Why Variety’s street value has plummeted in 4 years

Four years ago, Dutch-Anglo publisher Reed Elsevier (NYSE: RUK) put its 107-year-old showbiz trade paper, Variety, on the auction block. It ultimately failed to find a buyer willing in the middle of a global recession to pay in the neighborhood of $2 billion  for Variety and a handful of Reed’s other ad-supported U.S. publications.  Now, with the ad market recovered, Reed has put Variety back up for sale, with some analysts projecting a sale price of as little as $20 million.

So how did the price drop so much in just four years for the  crown-jewel of the Reed Business Information empire?

Variety is hardly the only once-thriving print brand to struggle to make the digital curve. But perhaps more so than many other print publications, Variety has been hit from several sides. It faces competition not just from one or two upstarts but from a handful, a number of them online only. At the same time, the market for so-called vanity ads, long a goldmine for Variety, has changed dramatically and not to Variety’s benefit.

“The need to be in Variety 10 years ago was much, much more of a priority,” said a marketing executive for an independent distributor, who aggressively buys trade ads every year to promote his studio’s movies during the run-up to the Golden Globes and Oscars, aka vanity ads. Marketers, he said, used to have to enter a lottery-like system for the right to purchase an $85,000 Variety cover ad during awards season. Last year, he said that ad could be purchased at a third of that cost, no lottery needed. “With the rise of all these online places, there are just more options to spend your money,” he said.

Indeed, the sheer number of competitors that have entered Variety’s air space since it first went up for sale is striking. From its resurgent traditional rival, The Hollywood Reporter, to newspapers like the Los Angeles Times and New York Times (NYSE: NYT), which have doubled down on getting entertainment industry ads in recent years, to blogs like Deadline Hollywood, TheWrap, and SnagFilms-owned IndieWire, Variety now has more than half a dozen competitors, each of them focused on the same pool of ad dollars.

While a start-up competitor like TheWrap — which has only a small fraction of Variety’s revenue — may have not succeeded in biting into a huge chunk of Variety’s ad share yet, it has helped to lower the average CPM of Hollywood business-to-business advertising significantly. (Disclosure: I worked at TheWrap before joining paidContent.)

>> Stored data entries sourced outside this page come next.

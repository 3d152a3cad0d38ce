//! Scraping search results out of DuckDuckGo's HTML results page.
//!
//! The page is third-party markup that changes without notice, so nothing in
//! here fails on unexpected structure: a container without a usable anchor is
//! skipped and a page without containers yields an empty [`ResultPage`].
//!
//! Containers are pulled lazily and iteration stops as soon as `limit`
//! results exist; later containers are never inspected.

use ezsearch_config::{SearchSettings, SelectorSettings};
use scraper::{ElementRef, Html, Selector};
use url::Url;

use crate::types::{ResultPage, SearchError, SearchResult};

/// Compiled CSS selectors for result containers and their parts.
#[derive(Debug, Clone)]
pub struct ResultSelectors {
    container: Selector,
    title: Selector,
    snippet: Selector,
}

impl ResultSelectors {
    pub fn parse(container: &str, title: &str, snippet: &str) -> Result<Self, SearchError> {
        Ok(Self {
            container: compile("container", container)?,
            title: compile("title", title)?,
            snippet: compile("snippet", snippet)?,
        })
    }

    pub fn from_settings(settings: &SelectorSettings) -> Result<Self, SearchError> {
        Self::parse(&settings.container, &settings.title, &settings.snippet)
    }
}

fn compile(which: &str, css: &str) -> Result<Selector, SearchError> {
    Selector::parse(css)
        .map_err(|e| SearchError::Setup(format!("invalid {which} selector {css:?}: {e}")))
}

/// Turns an anchor `href` into the destination URL a user would land on.
#[derive(Debug, Clone)]
pub struct UrlPolicy {
    origin: Url,
    redirect_prefix: String,
    redirect_param: String,
}

impl UrlPolicy {
    pub fn new(
        origin: &str,
        redirect_prefix: impl Into<String>,
        redirect_param: impl Into<String>,
    ) -> Result<Self, SearchError> {
        let origin = Url::parse(origin)
            .map_err(|e| SearchError::Setup(format!("invalid origin {origin:?}: {e}")))?;
        Ok(Self {
            origin,
            redirect_prefix: redirect_prefix.into(),
            redirect_param: redirect_param.into(),
        })
    }

    pub fn from_settings(settings: &SearchSettings) -> Result<Self, SearchError> {
        Self::new(
            &settings.origin,
            settings.redirect_prefix.clone(),
            settings.redirect_param.clone(),
        )
    }

    /// Normalize a result link.
    ///
    /// 1. Redirect wrappers on the engine's host (`/l/?uddg=<encoded>`) are
    ///    replaced by their decoded destination.
    /// 2. Links without a scheme are resolved against the origin; this covers
    ///    protocol-relative `//host/path` links, which take the origin's scheme.
    /// 3. Absolute links are returned verbatim.
    ///
    /// Returns `None` for empty or unparsable links.
    ///
    /// ```
    /// use ezsearch_web::UrlPolicy;
    ///
    /// let policy = UrlPolicy::new("https://duckduckgo.com", "/l/", "uddg").unwrap();
    /// assert_eq!(
    ///     policy.normalize("/l/?uddg=https%3A%2F%2Fexample.com").as_deref(),
    ///     Some("https://example.com")
    /// );
    /// assert_eq!(
    ///     policy.normalize("/about").as_deref(),
    ///     Some("https://duckduckgo.com/about")
    /// );
    /// assert_eq!(
    ///     policy.normalize("https://www.rust-lang.org").as_deref(),
    ///     Some("https://www.rust-lang.org")
    /// );
    /// ```
    pub fn normalize(&self, href: &str) -> Option<String> {
        let href = href.trim();
        if href.is_empty() {
            return None;
        }

        let (resolved, absolute) = match Url::parse(href) {
            Ok(url) => (url, true),
            Err(url::ParseError::RelativeUrlWithoutBase) => (self.origin.join(href).ok()?, false),
            Err(_) => return None,
        };

        if self.is_redirect_wrapper(&resolved) {
            if let Some(target) = self.redirect_target(&resolved) {
                return Some(target);
            }
        }

        if absolute {
            Some(href.to_string())
        } else {
            Some(resolved.into())
        }
    }

    fn is_redirect_wrapper(&self, url: &Url) -> bool {
        let on_engine = match (url.host_str(), self.origin.host_str()) {
            (Some(host), Some(origin)) => {
                host == origin || host.ends_with(&format!(".{origin}"))
            }
            _ => false,
        };
        on_engine && url.path().starts_with(&self.redirect_prefix)
    }

    fn redirect_target(&self, url: &Url) -> Option<String> {
        url.query_pairs()
            .find(|(key, _)| key == self.redirect_param.as_str())
            .map(|(_, value)| value.into_owned())
            .filter(|value| !value.trim().is_empty())
    }
}

/// Parsed results page.
pub struct HtmlDocument {
    html: Html,
}

impl HtmlDocument {
    /// Parsing never fails; broken markup is repaired the way browsers do it.
    pub fn parse(source: &str) -> Self {
        Self {
            html: Html::parse_document(source),
        }
    }

    /// Matching nodes in document order, produced lazily.
    pub fn select<'a>(&'a self, selector: &'a Selector) -> impl Iterator<Item = ResultBlock<'a>> {
        self.html.select(selector).map(ResultBlock::new)
    }
}

/// A node of an [`HtmlDocument`].
#[derive(Debug, Clone, Copy)]
pub struct ResultBlock<'a> {
    element: ElementRef<'a>,
}

impl<'a> ResultBlock<'a> {
    fn new(element: ElementRef<'a>) -> Self {
        Self { element }
    }

    /// First descendant matching `selector`.
    pub fn first(&self, selector: &Selector) -> Option<ResultBlock<'a>> {
        self.element.select(selector).next().map(ResultBlock::new)
    }

    /// Visible text with surrounding whitespace removed.
    pub fn text(&self) -> String {
        self.element.text().collect::<String>().trim().to_string()
    }

    pub fn attr(&self, name: &str) -> Option<&'a str> {
        self.element.value().attr(name)
    }
}

/// Scrapes [`SearchResult`]s from a results page.
#[derive(Debug, Clone)]
pub struct Extractor {
    selectors: ResultSelectors,
    urls: UrlPolicy,
}

impl Extractor {
    pub fn new(selectors: ResultSelectors, urls: UrlPolicy) -> Self {
        Self { selectors, urls }
    }

    pub fn from_settings(settings: &SearchSettings) -> Result<Self, SearchError> {
        Ok(Self::new(
            ResultSelectors::from_settings(&settings.selectors)?,
            UrlPolicy::from_settings(settings)?,
        ))
    }

    pub fn url_policy(&self) -> &UrlPolicy {
        &self.urls
    }

    /// Up to `limit` results in document order.
    pub fn extract(&self, html: &str, limit: usize) -> ResultPage {
        self.extract_counted(html, limit).0
    }

    /// Page plus the number of containers read to fill it.
    fn extract_counted(&self, html: &str, limit: usize) -> (ResultPage, usize) {
        let document = HtmlDocument::parse(html);
        let mut inspected = 0usize;
        let candidates = document.select(&self.selectors.container).map(|block| {
            inspected += 1;
            self.read_block(block)
        });
        let page = take_results(candidates, limit);

        tracing::debug!(
            target: "web.extract",
            limit,
            inspected,
            emitted = page.len(),
            skipped = inspected - page.len(),
            "extract.done"
        );
        (page, inspected)
    }

    fn read_block(&self, block: ResultBlock<'_>) -> Option<SearchResult> {
        let anchor = block.first(&self.selectors.title)?;
        let title = anchor.text();
        if title.is_empty() {
            return None;
        }
        let url = self.urls.normalize(anchor.attr("href")?)?;
        let description = block
            .first(&self.selectors.snippet)
            .map(|snippet| snippet.text())
            .filter(|text| !text.is_empty());

        Some(SearchResult {
            title,
            url,
            description,
        })
    }
}

/// Collect usable candidates until `limit` results exist.
///
/// `None` marks a container that yielded nothing usable. Nothing past the
/// candidate that completes the page is pulled from the iterator.
pub fn take_results<I>(candidates: I, limit: usize) -> ResultPage
where
    I: IntoIterator<Item = Option<SearchResult>>,
{
    candidates.into_iter().flatten().take(limit).collect()
}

These days, said the marketer from the independent distributor, if Variety’s price is too high, his firm can simply buy two full-page color ads in one of TheWrap’s awards-season print specials for a quarter of what Variety used to charge, or about $20,000. Now forced into a position of flexibility, Variety will often lower its price to get the business. Deadline also publishes print issues, planning 13 specials in all for the run-ups to the Oscars and Emmys.

Variety not too long ago was still enjoying annual revenue north of $90 million and profit margins greater than 40 percent. Movie studios, TV networks, production companies, agencies and management groups used the publication to promote their talent and programs. But various estimates published just in the last week have Variety’s annual revenues now at between $30 million and $45 million. The publication didn’t return calls seeking comment for this story.

The trade publication, which had about 630,000 unique vistiors to its website in February, has also vacillated in its digital strategy over the past decade, first putting up a paywall, then dropping it, and then putting it up again. There have been several rounds of deep staff cuts over the last four years, which claimed my job and those of higher-profile writers like film critic Todd McCarthy, and hurt Variety’s reputation. At the same time, Hollywood marketers say they’ve gotten more thrifty.

“If you’re mounting a serious campaign, you now have to be in a lot of places to go, and Variety is not the end all be all it was,” said another studio marketing executive.

With so many options, studio marketers have seen their marketing costs fall significantly in recent years. For example, in 2004, the independent film American Splendor was able to secure an Oscar nomination for best adapted screenplay on the strength of a $1.2 million campaign spend. In 2010, Winter’s Bone — an indie with similar critical acclaim and profile — garnered four nominations on a spend of only $500,000.

“I know what I used to spend 10 years ago and I know what I spend now, and it’s significantly less,” said the second studio marketer.

“It’s a buyer’s market,” said the first executive. “If I don’t like the price of an ad in Variety now, I’ll just go somewhere else.”